Below are the records; give again exactly the line with "self.start_element(parent, at_document_level, name, attributes)", the line with "fn append_leaf(&mut self, parent: NodeId, kind: NodeKind)", and each line that lies between them, and nothing besides.

▶ **SOURCE DATA**:

[Start of Attachment]

impl Document {
    /// Pull exactly one event from the token source and apply it to the tree.
    ///
    /// Returns [`Step::EndOfStream`] once the source is exhausted, and for
    /// programmatically built documents. After [`discard`](Self::discard)
    /// every call fails with `IncompleteDocument`.
    pub fn next(&mut self) -> Result<Step, OmError> {
        let Some(event) = self.pull_raw()? else {
            return Ok(Step::EndOfStream);
        };
        let result = self.apply(event);
        if let Err(ref e) = result {
            if let Some(builder) = self.builder.as_mut() {
                builder.failure = Some(e.to_string());
            }
        }
        result
    }

    /// Drive [`next`](Self::next) until `target` is complete.
    pub fn build_next(&mut self, target: NodeId) -> Result<(), OmError> {
        loop {
            let node = self.node(target);
            if node.is_complete() {
                return Ok(());
            }
            if node.consumed || node.closed {
                return Err(self.consumed_error(target));
            }
            if self.next()?.is_end_of_stream() && !self.node(target).closed {
                return Err(OmError::IncompleteDocument(format!(
                    "stream ended before {} was complete",
                    self.describe(target)
                )));
            }
        }
    }

    /// Build the whole document.
    pub fn build_all(&mut self) -> Result<(), OmError> {
        self.build_next(self.root())
    }

    /// Release the token source. Nodes that are not complete stay that way.
    pub fn discard(&mut self) {
        if let Some(builder) = self.builder.take() {
            debug!(
                open_elements = builder.open.len().saturating_sub(1),
                events_consumed = self.events_consumed,
                "discarding incremental builder"
            );
            self.discarded = true;
        }
    }

    /// Number of events pulled from the token source so far.
    pub fn events_consumed(&self) -> u64 {
        self.events_consumed
    }

    /// True once the token source has reported its end (or was never attached).
    pub fn is_exhausted(&self) -> bool {
        match &self.builder {
            Some(builder) => builder.exhausted,
            None => !self.discarded,
        }
    }

    pub fn is_discarded(&self) -> bool {
        self.discarded
    }

    /// Pull one raw event, counting it. `Ok(None)` at end of stream.
    pub(crate) fn pull_raw(&mut self) -> Result<Option<XmlEvent>, OmError> {
        let discarded = self.discarded;
        let Some(builder) = self.builder.as_mut() else {
            if discarded {
                return Err(OmError::IncompleteDocument(
                    "the builder was discarded before the document was complete".to_string(),
                ));
            }
            return Ok(None);
        };
        if let Some(ref failure) = builder.failure {
            return Err(OmError::MalformedInput(format!(
                "builder stopped after an earlier error: {}",
                failure
            )));
        }
        if builder.exhausted {
            return Ok(None);
        }
        let source = builder.source.get_mut().unwrap_or_else(PoisonError::into_inner);
        let event = match source.next_event() {
            Ok(event) => event,
            Err(e) => {
                builder.failure = Some(e.to_string());
                return Err(e);
            }
        };
        match event {
            Some(event) => {
                self.events_consumed += 1;
                trace!(event = ?event, consumed = self.events_consumed, "builder pulled event");
                Ok(Some(event))
            }
            None => {
                builder.exhausted = true;
                self.finish_document();
                Ok(None)
            }
        }
    }

    /// Raw name of `id` if it is the innermost node the builder has open.
    pub(crate) fn open_raw_name(&self, id: NodeId) -> Option<String> {
        self.builder
            .as_ref()
            .and_then(Builder::top)
            .filter(|open| open.id == id)
            .map(|open| open.raw_name.clone())
    }

    /// Pop `id` off the open stack without building the rest of it.
    ///
    /// Its remainder was written elsewhere, so the node is closed and
    /// consumed but keeps whatever build state it had reached.
    pub(crate) fn unwind_consumed(&mut self, id: NodeId) {
        if let Some(builder) = self.builder.as_mut() {
            if builder.top().is_some_and(|open| open.id == id) {
                builder.pop_open();
            }
        }
        let node = self.node_mut(id);
        node.closed = true;
        node.consumed = true;
    }

    /// Stop the builder for good; every later pull reports `reason`.
    pub(crate) fn halt_builder(&mut self, reason: &OmError) {
        if let Some(builder) = self.builder.as_mut() {
            builder.failure.get_or_insert_with(|| reason.to_string());
        }
    }

    /// Called once when the source runs dry.
    fn finish_document(&mut self) {
        let Some(builder) = self.builder.as_ref() else {
            return;
        };
        let legitimate = builder.open.len() == 1 && builder.seen_document_element;
        if !legitimate {
            debug!(
                open_elements = builder.open.len().saturating_sub(1),
                "token source ended inside the document"
            );
            return;
        }
        let root = self.root();
        if let Some(builder) = self.builder.as_mut() {
            builder.open.clear();
            builder.bindings.clear();
        }
        self.close_node(root);
    }

    fn apply(&mut self, event: XmlEvent) -> Result<Step, OmError> {
        let parent = self
            .builder
            .as_ref()
            .and_then(Builder::top)
            .map(|open| open.id)
            .ok_or_else(|| {
                OmError::MalformedInput("content after the end of the document".to_string())
            })?;
        let at_document_level = parent == self.root();

        match event {
            XmlEvent::StartElement { name, attributes } => {
                self.start_element(parent, at_document_level, name, attributes)
            }
            XmlEvent::EndElement { name } => self.end_element(name),
            XmlEvent::Text(text) => {
                if at_document_level {
                    if text.trim().is_empty() {
                        return Ok(Step::Skipped);
                    }
                    return Err(OmError::MalformedInput(format!(
                        "text outside the document element: {:?}",
                        text
                    )));
                }
                self.append_leaf(parent, NodeKind::Text(text))
            }
            XmlEvent::CData(text) => {
                if at_document_level {
                    return Err(OmError::MalformedInput(
                        "CDATA section outside the document element".to_string(),
                    ));
                }
                self.append_leaf(parent, NodeKind::CData(text))
            }
            XmlEvent::Comment(text) => self.append_leaf(parent, NodeKind::Comment(text)),
            XmlEvent::ProcessingInstruction { target, data } => {
                self.append_leaf(parent, NodeKind::ProcessingInstruction { target, data })
            }
        }
    }

    fn append_leaf(&mut self, parent: NodeId, kind: NodeKind) -> Result<Step, OmError> {
        let id = self.alloc(kind, BuildState::Complete)?;
        self.link_append(parent, id);
        self.mark_progress(parent);
        Ok(Step::Appended(id))
    }

    fn start_element(
        &mut self,
        parent: NodeId,
        at_document_level: bool,
        raw_name: String,
        raw_attributes: Vec<(String, String)>,
    ) -> Result<Step, OmError> {
        if at_document_level {
            let builder = self.builder_mut()?;
            if builder.seen_document_element {
                return Err(OmError::MalformedInput(format!(
                    "second document element <{}>",
                    raw_name
                )));
            }
            builder.seen_document_element = true;
        }

        let (prefix, local) = split_qname(&raw_name)?;
        let mut namespaces: Vec<NamespaceDecl> = Vec::new();
        let mut pending_attributes = Vec::new();
        for (key, value) in raw_attributes {
            let declared = match key.as_str() {
                "xmlns" => Some(None),
                other => other.strip_prefix("xmlns:").map(Some),
            };
            match declared {
                Some(declared_prefix) => {
                    let decl = namespace_decl(declared_prefix, value)?;
                    if namespaces.iter().any(|d| d.prefix == decl.prefix) {
                        return Err(OmError::MalformedInput(format!(
                            "duplicate namespace declaration '{}' on <{}>",
                            key, raw_name
                        )));
                    }
                    namespaces.push(decl);
                }
                None => pending_attributes.push((key, value)),
            }
        }

        let builder = self.builder_mut()?;
        let element_uri = builder.resolve(&namespaces, prefix, true, &raw_name)?;
        let mut attributes: Vec<Attribute> = Vec::with_capacity(pending_attributes.len());
        for (key, value) in pending_attributes {
            let (attr_prefix, attr_local) = split_qname(&key)?;
            let uri = match attr_prefix {
                Some(_) => builder.resolve(&namespaces, attr_prefix, false, &key)?,
                None => String::new(),
            };
            if attributes.iter().any(|a| a.name.matches(&uri, attr_local)) {
                return Err(OmError::MalformedInput(format!(
                    "duplicate attribute '{}' on <{}>",
                    key, raw_name
                )));
            }
            attributes.push(Attribute {
                name: QName {
                    namespace_uri: uri,
                    local_name: attr_local.to_string(),
                    prefix: attr_prefix.map(str::to_string),
                },
                value,
            });
        }
        let bindings_mark = builder.bindings.len();
        builder.bindings.extend(namespaces.iter().cloned());

        let name = QName {
            namespace_uri: element_uri,
            local_name: local.to_string(),
            prefix: prefix.map(str::to_string),
        };
        let id = self.alloc(
            NodeKind::Element {
                name,
                attributes,
                namespaces,
            },
            BuildState::Unbuilt,
        )?;
        self.link_append(parent, id);
        self.mark_progress(parent);

        self.builder_mut()?.open.push(OpenNode {
            id,
            raw_name,
            bindings_mark,
        });
        trace!(node = %id, "builder opened element");
        Ok(Step::Started(id))
    }

    fn end_element(&mut self, raw_name: String) -> Result<Step, OmError> {
        let builder = self.builder_mut()?;
        if builder.open.len() <= 1 {
            return Err(OmError::MalformedInput(format!(
                "end tag </{}> without a matching start tag",
                raw_name
            )));
        }
        let expected = builder.open.last().map(|o| o.raw_name.as_str()).unwrap_or_default();
        if expected != raw_name {
            return Err(OmError::MalformedInput(format!(
                "end tag </{}> does not match start tag <{}>",
                raw_name, expected
            )));
        }
        let Some(open) = builder.pop_open() else {
            return Err(OmError::MalformedInput(format!(
                "end tag </{}> without a matching start tag",
                raw_name
            )));
        };
        self.close_node(open.id);
        trace!(node = %open.id, "builder closed element");
        Ok(Step::Closed(open.id))
    }

    /// Mark a node's end as read; it is complete unless a child was torn.
    pub(crate) fn close_node(&mut self, id: NodeId) {
        let all_children_complete = self
            .cached_children(id)
            .into_iter()
            .all(|child| self.is_complete(child));
        let node = self.node_mut(id);
        node.closed = true;
        if all_children_complete {
            node.build_state = BuildState::Complete;
        } else if node.build_state == BuildState::Unbuilt {
            node.build_state = BuildState::PartiallyBuilt;
        }
    }

    fn mark_progress(&mut self, id: NodeId) {
        let node = self.node_mut(id);
        if node.build_state == BuildState::Unbuilt {
            node.build_state = BuildState::PartiallyBuilt;
        }
    }

    fn builder_mut(&mut self) -> Result<&mut Builder, OmError> {
        self.builder.as_mut().ok_or_else(|| {
            OmError::IncompleteDocument("the builder was discarded".to_string())
        })
    }
}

[End of Attachment]

▶ **REPLY**:
                self.start_element(parent, at_document_level, name, attributes)
            }
            XmlEvent::EndElement { name } => self.end_element(name),
            XmlEvent::Text(text) => {
                if at_document_level {
                    if text.trim().is_empty() {
                        return Ok(Step::Skipped);
                    }
                    return Err(OmError::MalformedInput(format!(
                        "text outside the document element: {:?}",
                        text
                    )));
                }
                self.append_leaf(parent, NodeKind::Text(text))
            }
            XmlEvent::CData(text) => {
                if at_document_level {
                    return Err(OmError::MalformedInput(
                        "CDATA section outside the document element".to_string(),
                    ));
                }
                self.append_leaf(parent, NodeKind::CData(text))
            }
            XmlEvent::Comment(text) => self.append_leaf(parent, NodeKind::Comment(text)),
            XmlEvent::ProcessingInstruction { target, data } => {
                self.append_leaf(parent, NodeKind::ProcessingInstruction { target, data })
            }
        }
    }

    fn append_leaf(&mut self, parent: NodeId, kind: NodeKind) -> Result<Step, OmError> {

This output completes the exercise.